Analyse d’une œuvre : « Autoportrait au miroir »
Les symbolistes ont placé le « Moi » au centre de leurs préoccupations. Le « Moi » est inquiet, souvent
tourmenté par l’angoisse du vide, de la névrose ou de la mort. C’est justement la terreur provoquée par
son propre visage qu’illustre ce tableau : l’œil vitreux au centre de la toile, le visage en décomposition,
l’horloge qui symbolise la menace du temps, la perspective en contre plongée. Tout dans cette œuvre aux
teintes sombres est fait pour accentuer le caractère inquiétant.

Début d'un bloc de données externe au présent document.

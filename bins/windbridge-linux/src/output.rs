//! Host output driver that logs every hardware command.

use std::collections::BTreeSet;

use tracing::{debug, info};

use windbridge_core::hardware::clamp_direction_mv;
use windbridge_core::{DirectionChannel, OutputDriver, OutputError};

/// Pulse channels available on the target's LED PWM controller.
const PULSE_CHANNELS: usize = 8;
/// Pins from here on are input-only on the target.
const FIRST_INPUT_ONLY_PIN: u8 = 34;

/// Mirrors the target's channel bookkeeping and logs what would be driven.
#[derive(Debug, Default)]
pub struct LogOutput {
    claimed: BTreeSet<u8>,
}

impl LogOutput {
    pub fn new() -> Self {
        Self::default()
    }
}

impl OutputDriver for LogOutput {
    fn set_direction_voltage(&mut self, channel: DirectionChannel, millivolts: u16) {
        let millivolts = clamp_direction_mv(i32::from(millivolts));
        debug!("DAC {:?} = {} mV", channel, millivolts);
    }

    fn claim_pulse_channel(&mut self, pin: u8) -> Result<(), OutputError> {
        if pin >= FIRST_INPUT_ONLY_PIN {
            return Err(OutputError::InvalidPin(pin));
        }
        if !self.claimed.contains(&pin) && self.claimed.len() >= PULSE_CHANNELS {
            return Err(OutputError::ChannelUnavailable(pin));
        }
        self.claimed.insert(pin);
        info!("Pulse channel claimed on pin {}", pin);
        Ok(())
    }

    fn set_pulse_output(&mut self, pin: u8, frequency_hz: f32, duty_percent: u8) -> Result<(), OutputError> {
        if !self.claimed.contains(&pin) {
            return Err(OutputError::ChannelUnavailable(pin));
        }
        debug!("Pin {}: {:.2} Hz at {}% duty", pin, frequency_hz, duty_percent);
        Ok(())
    }

    fn disable_output(&mut self, pin: u8) {
        debug!("Pin {} parked", pin);
    }

    fn release_pulse_channel(&mut self, pin: u8) {
        if self.claimed.remove(&pin) {
            info!("Pulse channel released on pin {}", pin);
        }
    }
}

#[cfg(test)]
mod tests {
    use super::*;

    #[test]
    fn test_rejects_input_only_pins() {
        let mut output = LogOutput::new();
        assert_eq!(output.claim_pulse_channel(35), Err(OutputError::InvalidPin(35)));
        assert!(output.claim_pulse_channel(14).is_ok());
    }

    #[test]
    fn test_pulse_requires_claim() {
        let mut output = LogOutput::new();
        assert!(output.set_pulse_output(16, 20.0, 10).is_err());
        output.claim_pulse_channel(16).unwrap();
        assert!(output.set_pulse_output(16, 20.0, 10).is_ok());
        output.release_pulse_channel(16);
        assert!(output.set_pulse_output(16, 20.0, 10).is_err());
    }

    #[test]
    fn test_channel_limit() {
        let mut output = LogOutput::new();
        for pin in 0..PULSE_CHANNELS as u8 {
            output.claim_pulse_channel(pin).unwrap();
        }
        assert_eq!(output.claim_pulse_channel(20), Err(OutputError::ChannelUnavailable(20)));
        assert!(output.claim_pulse_channel(0).is_ok());
    }
}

4. Léon Spilliaert, précurseur.
Spilliaert se frotte aux courants artistiques de l'époque, se confronte ou développe des affinités avec ses
contemporains, peintres et écrivains : Emile Verhaeren, Maurice Maeterlinck, Fernand Khnopff,
Edouard Munch, Pablo Picasso, Odilon Redon, Edouard Vuillard, James Ensor … Il est précurseur
d'un géométrisme abstrait, d'un expressionnisme construit et coloré, d'un surréalisme aux images
télescopées et recadre l’espace dans une vision tirée de l’estampe japonaise.
« Femme sur la digue » 1907. Crayon, aquarelle, gouache,
crayon de couleur sur papier 343 x 744 mm.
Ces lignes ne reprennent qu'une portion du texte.